Task directions | Lines below starting with the line with "verb by kind" and going on through the line with "pub(crate) async fn" must be output exactly; the rest of the records must be left out.

......

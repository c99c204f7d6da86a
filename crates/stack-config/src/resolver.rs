//! Variable substitution and deployment resolution
//!
//! This module handles:
//! - Variables: `${VAR}` and `${VAR:-default}` in any string value
//! - Dependency ordering: dependencies first, ties by declaration order
//! - Settings layering: `defaults`, then `settings.<platform>`, then the service

use crate::{ConfigError, EnvironmentConfig, Result, StackConfig, parser};
use serde_json::{Map, Value};
use service_lifecycle::resolver::select;
use service_lifecycle::{
    DeploymentResolver, PlatformKind, Service, ServiceConfig, ServiceDeployment, ServiceSelection,
};
use std::collections::HashMap;
use std::path::Path;
use tracing::debug;

const VARIABLE_PATTERN: &str = r"\$\{([^}]+)\}";

/// Values available to `${VAR}` substitution
#[derive(Debug, Clone, Default)]
pub struct ResolutionContext {
    /// Variable values
    pub env_vars: HashMap<String, String>,
}

impl ResolutionContext {
    /// Context seeded from the process environment
    pub fn new() -> Self {
        Self {
            env_vars: std::env::vars().collect(),
        }
    }

    /// Context with no variables at all
    pub fn empty() -> Self {
        Self::default()
    }

    /// Add or update a variable
    pub fn set_env(&mut self, key: impl Into<String>, value: impl Into<String>) {
        self.env_vars.insert(key.into(), value.into());
    }

    /// Builder form of [`set_env`](Self::set_env)
    pub fn with_var(mut self, key: impl Into<String>, value: impl Into<String>) -> Self {
        self.set_env(key, value);
        self
    }
}

/// Substitute variables in one string
pub fn resolve_string(input: &str, context: &ResolutionContext) -> Result<String> {
    let re = parser::compile(VARIABLE_PATTERN)?;
    let mut missing = Vec::new();
    let mut result = String::with_capacity(input.len());
    let mut last = 0;

    for cap in re.captures_iter(input) {
        let Some(full) = cap.get(0) else { continue };
        let expr = &cap[1];

        let (name, default) = match expr.split_once(":-") {
            Some((name, default)) => (name, Some(default)),
            None => (expr, None),
        };

        result.push_str(&input[last..full.start()]);
        match context.env_vars.get(name).map(String::as_str).or(default) {
            Some(value) => result.push_str(value),
            None => missing.push(name.to_string()),
        }
        last = full.end();
    }
    result.push_str(&input[last..]);

    if !missing.is_empty() {
        return Err(ConfigError::EnvVarNotFound(missing.join(", ")));
    }
    Ok(result)
}

/// Substitute variables in every string inside a value
pub fn resolve_value(value: Value, context: &ResolutionContext) -> Result<Value> {
    Ok(match value {
        Value::String(s) => Value::String(resolve_string(&s, context)?),
        Value::Array(items) => Value::Array(
            items
                .into_iter()
                .map(|item| resolve_value(item, context))
                .collect::<Result<_>>()?,
        ),
        Value::Object(map) => Value::Object(resolve_map(map, context)?),
        other => other,
    })
}

fn resolve_map(map: Map<String, Value>, context: &ResolutionContext) -> Result<Map<String, Value>> {
    map.into_iter()
        .map(|(key, value)| -> Result<(String, Value)> {
            Ok((key, resolve_value(value, context)?))
        })
        .collect()
}

/// Service names of an environment, dependencies first
///
/// Among services whose dependencies are all placed, the one declared first
/// goes next.
pub fn dependency_order(environment: &str, env: &EnvironmentConfig) -> Result<Vec<String>> {
    let mut ordered: Vec<String> = Vec::with_capacity(env.services.len());
    let mut remaining: Vec<&String> = env.services.keys().collect();

    while !remaining.is_empty() {
        let mut ready = None;
        for (index, name) in remaining.iter().enumerate() {
            let deps = env.dependencies(name);
            if let Some(unknown) = deps.iter().find(|dep| !env.services.contains_key(*dep)) {
                return Err(ConfigError::ServiceNotFound {
                    service: unknown.clone(),
                    environment: environment.to_string(),
                });
            }
            if deps.iter().all(|dep| ordered.contains(dep)) {
                ready = Some(index);
                break;
            }
        }

        match ready {
            Some(index) => ordered.push(remaining.remove(index).clone()),
            None => {
                return Err(ConfigError::DependencyCycle {
                    environment: environment.to_string(),
                    services: remaining.into_iter().cloned().collect(),
                });
            }
        }
    }

    Ok(ordered)
}

/// Environment variables in YAML may be numbers or booleans
fn stringify_environment(map: &mut Map<String, Value>) {
    if let Some(Value::Object(vars)) = map.get_mut("environment") {
        for value in vars.values_mut() {
            let text = match value {
                Value::Number(n) => n.to_string(),
                Value::Bool(b) => b.to_string(),
                _ => continue,
            };
            *value = Value::String(text);
        }
    }
}

/// Resolves deployments from a parsed `stack.yaml`
#[derive(Debug, Clone)]
pub struct EnvironmentResolver {
    config: StackConfig,
    context: ResolutionContext,
}

impl EnvironmentResolver {
    /// Resolver substituting from the process environment
    pub fn new(config: StackConfig) -> Self {
        Self {
            config,
            context: ResolutionContext::new(),
        }
    }

    /// Load and validate a configuration file
    pub fn from_file(path: impl AsRef<Path>) -> Result<Self> {
        Ok(Self::new(parser::parse_file(path)?))
    }

    /// Replace the substitution context
    pub fn with_context(mut self, context: ResolutionContext) -> Self {
        self.context = context;
        self
    }

    /// Parsed configuration
    pub fn config(&self) -> &StackConfig {
        &self.config
    }

    /// Project name
    pub fn project(&self) -> &str {
        &self.config.project
    }

    /// Layered, substituted configuration map of one service
    pub fn service_map(&self, environment: &str, service: &str) -> Result<Map<String, Value>> {
        let env = self.config.environment(environment)?;
        let own = env
            .services
            .get(service)
            .ok_or_else(|| ConfigError::ServiceNotFound {
                service: service.to_string(),
                environment: environment.to_string(),
            })?;

        let mut merged = self.config.defaults.clone();
        let platform = env
            .platform_of(service)
            .and_then(|p| p.parse::<PlatformKind>().ok());
        if let Some(platform) = platform
            && let Some((_, settings)) = env
                .settings
                .iter()
                .find(|(key, _)| key.parse::<PlatformKind>().ok() == Some(platform))
        {
            merged.extend(settings.clone());
        }
        merged.extend(own.clone());
        merged.remove("platform");

        let mut resolved = resolve_map(merged, &self.context)?;
        stringify_environment(&mut resolved);
        Ok(resolved)
    }

    /// Every deployment of an environment in start order
    pub fn deployments(&self, environment: &str) -> Result<Vec<ServiceDeployment>> {
        let env = self.config.environment(environment)?;
        let order = dependency_order(environment, env)?;
        debug!("Resolved order for '{}': {}", environment, order.join(", "));

        order
            .into_iter()
            .map(|name| -> Result<ServiceDeployment> {
                let platform: PlatformKind = env
                    .platform_of(&name)
                    .ok_or_else(|| {
                        ConfigError::ValidationError(format!("service '{}' has no platform", name))
                    })?
                    .parse()?;
                let config = ServiceConfig::from_map(platform, self.service_map(environment, &name)?)?;
                Ok(ServiceDeployment::new(
                    Service::new(name, environment, config),
                    platform,
                ))
            })
            .collect()
    }
}

impl DeploymentResolver for EnvironmentResolver {
    fn resolve(
        &self,
        environment: &str,
        selection: &ServiceSelection,
    ) -> service_lifecycle::Result<Vec<ServiceDeployment>> {
        let deployments = self.deployments(environment)?;
        select(environment, deployments, selection)
    }

    fn environments(&self) -> Vec<String> {
        self.config.environment_names()
    }
}
//! One module per lifecycle verb
//!
//! Each module holds the verb's [`CommandDescriptor`] and its entry point.
//! All entry points share the same shape and funnel into
//! [`MultiServiceExecutor`]; teardown verbs reverse their input first.

mod check;
mod exec;
mod provision;
mod publish;
mod restart;
mod start;
mod stop;
mod test;
mod update;
mod watch;

pub use check::{Check, check};
pub use exec::{Exec, exec};
pub use provision::{Provision, provision};
pub use publish::{Publish, publish};
pub use restart::{Restart, restart};
pub use start::{Start, start};
pub use stop::{Stop, stop};
pub use test::{Test, test};
pub use update::{Update, update};
pub use watch::{Watch, watch};

use crate::{
    CommandDescriptor, CommandKind, CommandOptions, CommandResults, MultiServiceExecutor,
    PlatformSet, Result, ServiceDeployment,
};

/// Descriptor for a verb
pub fn descriptor(kind: CommandKind) -> &'static dyn CommandDescriptor {
    match kind {
        CommandKind::Start => &Start,
        CommandKind::Stop => &Stop,
        CommandKind::Restart => &Restart,
        CommandKind::Update => &Update,
        CommandKind::Provision => &Provision,
        CommandKind::Publish => &Publish,
        CommandKind::Check => &Check,
        CommandKind::Exec => &Exec,
        CommandKind::Test => &Test,
        CommandKind::Watch => &Watch,
    }
}

/// Run any verb by kind
pub async fn run(
    kind: CommandKind,
    platforms: &PlatformSet,
    deployments: Vec<ServiceDeployment>,
    options: &CommandOptions,
) -> Result<CommandResults> {
    execute(descriptor(kind), platforms, deployments, options).await
}

pub(crate) async fn execute(
    descriptor: &dyn CommandDescriptor,
    platforms: &PlatformSet,
    mut deployments: Vec<ServiceDeployment>,
    options: &CommandOptions,
) -> Result<CommandResults> {
    if descriptor.is_teardown() {
        deployments.reverse();
    }
    MultiServiceExecutor::new(platforms, descriptor)
        .execute(deployments, options)
        .await
}

#[cfg(test)]
mod tests {
    use super::*;

    #[test]
    fn test_descriptor_policy_table() {
        let expected = [
            (CommandKind::Start, true, true, false, false, false),
            (CommandKind::Stop, false, true, false, false, true),
            (CommandKind::Restart, false, true, false, false, false),
            (CommandKind::Update, true, true, false, false, false),
            (CommandKind::Provision, false, true, false, true, false),
            (CommandKind::Publish, true, true, false, true, false),
            (CommandKind::Check, true, true, true, true, false),
            (CommandKind::Exec, false, false, true, false, false),
            (CommandKind::Test, true, true, false, false, false),
            (CommandKind::Watch, true, true, true, true, false),
        ];
        for (kind, continue_on_error, supports_all, discovery, preflight, teardown) in expected {
            let d = descriptor(kind);
            assert_eq!(d.kind(), kind);
            assert_eq!(d.continue_on_error(), continue_on_error, "{}", kind);
            assert_eq!(d.supports_all(), supports_all, "{}", kind);
            assert_eq!(d.requires_discovery(), discovery, "{}", kind);
            assert_eq!(d.requires_credential_preflight(), preflight, "{}", kind);
            assert_eq!(d.is_teardown(), teardown, "{}", kind);
        }
    }
}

......

Problem solution |
/// Run any verb by kind
pub async fn run(
    kind: CommandKind,
    platforms: &PlatformSet,
    deployments: Vec<ServiceDeployment>,
    options: &CommandOptions,
) -> Result<CommandResults> {
    execute(descriptor(kind), platforms, deployments, options).await
}

pub(crate) async fn execute(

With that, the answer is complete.